The lead-in story, by Scott Snyder and Greg Capullo, which acts as a prologue to the varied tales to follow, nicely reminds longer term readers that once upon a time, albeit for 26 issues, Detective Comics had stories that didn’t feature the Dark Knight. And, it was a welcome return for Detective Comics #1’s featured character of Slam Bradley (a lesser know Siegel and Shuster creation), leading up the secretive Guild of Detection. The story – Batman following clue after clue throughout his caped career – gives this anniversary issue more resonance as Batman ponders that the endless succession of clues he’s following are part of “a case that seems to have a thousand parts“. I thought that as a nice touch, cementing the issue’s landmark in style.
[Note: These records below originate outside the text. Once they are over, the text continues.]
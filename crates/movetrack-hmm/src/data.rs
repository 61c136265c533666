//! Observation sequences for HMM fitting
//!
//! One sequence per individual. Each observation is a step (length and the
//! turning angle at its start) plus the covariate values at the fix the step
//! leaves from. Sequences are independent: the likelihood is the product of
//! the per-sequence likelihoods.

use movetrack_core::{Error, Result};
use movetrack_track::Trajectory;
use tracing::debug;

/// One step of one individual
#[derive(Debug, Clone, PartialEq)]
pub struct Observation {
    /// Step length in metres, `None` when missing
    pub step: Option<f64>,
    /// Turning angle in radians, `None` when undefined
    pub angle: Option<f64>,
    /// Covariate values, aligned with [`HmmData::covariate_names`]
    pub covariates: Vec<f64>,
}

impl Observation {
    pub fn new(step: Option<f64>, angle: Option<f64>) -> Self {
        Self {
            step,
            angle,
            covariates: Vec::new(),
        }
    }
}

/// The observations of one individual, in time order
#[derive(Debug, Clone, PartialEq)]
pub struct HmmSequence {
    pub id: String,
    pub observations: Vec<Observation>,
}

impl HmmSequence {
    pub fn len(&self) -> usize {
        self.observations.len()
    }

    pub fn is_empty(&self) -> bool {
        self.observations.is_empty()
    }
}

/// Independent observation sequences sharing one set of covariates
#[derive(Debug, Clone, PartialEq)]
pub struct HmmData {
    sequences: Vec<HmmSequence>,
    covariate_names: Vec<String>,
}

impl HmmData {
    pub fn new(sequences: Vec<HmmSequence>, covariate_names: Vec<String>) -> Result<Self> {
        for sequence in &sequences {
            for (t, obs) in sequence.observations.iter().enumerate() {
                if obs.covariates.len() != covariate_names.len() {
                    return Err(Error::size_mismatch(
                        covariate_names.len(),
                        obs.covariates.len(),
                        "observation covariates",
                    ));
                }
                if let Some(k) = obs.covariates.iter().position(|z| !z.is_finite()) {
                    return Err(Error::InvalidInput(format!(
                        "covariate '{}' is missing at observation {t} of sequence '{}'",
                        covariate_names[k], sequence.id
                    )));
                }
                if obs.step.is_some_and(|s| !(s >= 0.0) || !s.is_finite()) {
                    return Err(Error::InvalidInput(format!(
                        "invalid step length at observation {t} of sequence '{}'",
                        sequence.id
                    )));
                }
                if obs.angle.is_some_and(|a| !a.is_finite()) {
                    return Err(Error::non_finite("turning angles"));
                }
            }
        }
        Ok(Self {
            sequences,
            covariate_names,
        })
    }

    /// Single sequence from parallel step-length and turning-angle slices
    pub fn from_steps(id: &str, steps: &[f64], angles: &[Option<f64>]) -> Result<Self> {
        if steps.len() != angles.len() {
            return Err(Error::size_mismatch(steps.len(), angles.len(), "turning angles"));
        }
        let observations = steps
            .iter()
            .zip(angles)
            .map(|(&s, &a)| Observation::new(Some(s), a))
            .collect();
        Self::new(
            vec![HmmSequence {
                id: id.to_string(),
                observations,
            }],
            Vec::new(),
        )
    }

    /// Steps of one trajectory, with the named covariates taken at each step's first fix
    pub fn from_trajectory(trajectory: &Trajectory, covariates: &[&str]) -> Result<Self> {
        Self::from_trajectories(std::slice::from_ref(trajectory), covariates)
    }

    /// Steps of several trajectories, one sequence each
    pub fn from_trajectories(trajectories: &[Trajectory], covariates: &[&str]) -> Result<Self> {
        let mut sequences = Vec::with_capacity(trajectories.len());
        for trajectory in trajectories {
            let columns = covariates
                .iter()
                .map(|name| {
                    trajectory.covariate(name).ok_or_else(|| {
                        Error::Configuration(format!(
                            "trajectory '{}' has no covariate '{name}'",
                            trajectory.individual_id()
                        ))
                    })
                })
                .collect::<Result<Vec<_>>>()?;

            let observations = trajectory
                .steps()
                .iter()
                .map(|step| Observation {
                    step: Some(step.length),
                    angle: step.turn_angle,
                    covariates: columns.iter().map(|c| c[step.index]).collect(),
                })
                .collect();
            sequences.push(HmmSequence {
                id: trajectory.individual_id().to_string(),
                observations,
            });
        }
        debug!(
            sequences = sequences.len(),
            covariates = covariates.len(),
            "prepared HMM observation sequences"
        );
        Self::new(sequences, covariates.iter().map(|s| s.to_string()).collect())
    }

    pub fn sequences(&self) -> &[HmmSequence] {
        &self.sequences
    }

    pub fn covariate_names(&self) -> &[String] {
        &self.covariate_names
    }

    /// Total number of observations over all sequences
    pub fn n_observations(&self) -> usize {
        self.sequences.iter().map(HmmSequence::len).sum()
    }

    /// Number of zero-length steps
    pub fn zero_steps(&self) -> usize {
        self.sequences
            .iter()
            .flat_map(|s| &s.observations)
            .filter(|o| o.step == Some(0.0))
            .count()
    }

    /// Column indices of the named covariates
    pub fn covariate_columns(&self, names: &[String]) -> Result<Vec<usize>> {
        names
            .iter()
            .map(|name| {
                self.covariate_names
                    .iter()
                    .position(|c| c == name)
                    .ok_or_else(|| {
                        Error::Configuration(format!("covariate '{name}' is not in the data"))
                    })
            })
            .collect()
    }
}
The standout story for me was, surprisingly enough, one that barely featured Batman at all. And that honour goes to Paul Dini’s ballad to the worst henchman in Gotham City, in “The Legend of Knute Brody”, illustrated by Dustin Nguyen and Derek Fridolfs with colours by John Kalisz and letters from Steve Wands. A fun look at the doofus that is Knute Brodsy through the eyes of the colourful criminals who rue the day they hired him. It’s a humorous tale and a reminder that god old Batsy doesn’t always have to be so dark. Plus, it adds to the overall feeling of celebration you’ll get from reading these stories. It reminded me of the vibe from the 3 series of The Brave and The Bold animation series from a few years back. But then, Dini is known for his animation work and the groundbreaking Batman The Animated Series as well as the memorable episode of The Brave and The Bold, “Legends of the Dark Mite“. And, it’s this humour he unleashes here. You’ll love it!

One more to look out for from a set of stories that are all worthy of being included in this special issue-for-the-ages is “The Precedent” by James Tynion IV, Alvaro Martinez-Beuno, Raul Fernandez, Brad Anderson and Sal Cipriano, who deliver a different perspective on the whole Batman/Robin dynamics. Like I said, issue’s like this allow creators to review and revise; or in some cases offer up new ways of looking at familiar things. It all adds to the Batman mythos, enriching it forever. Another good element to an anniversary issue of this stature. Something old, something new.

I could go on, but it’s best you discover your this issue for yourself. With its playfulness and celebratory tone, all delivered by a comic book powerhouse of talent, this is a truly classic anniversary issue that reminds us all of the amazing legacy of Batman, but also looks to the future too and what could be.

Oh, and I nominate the above panel by Kelley Jones as the “Panel of the Week” if there was such a prize. Beautifully chilling and purposefully evocative of Joker presager, The Man Who Laughs. In this panel alone, the whole of the best of Batman is exquisitely captured. An honourable tribute to Batman’s influences, the horror, and the magnificent, colourful ghouls that have plagued our heroes for the past 80 years. And counting.

Happy Birthday, Batman.

Detective Comics #1000 is currently available from DC Comics.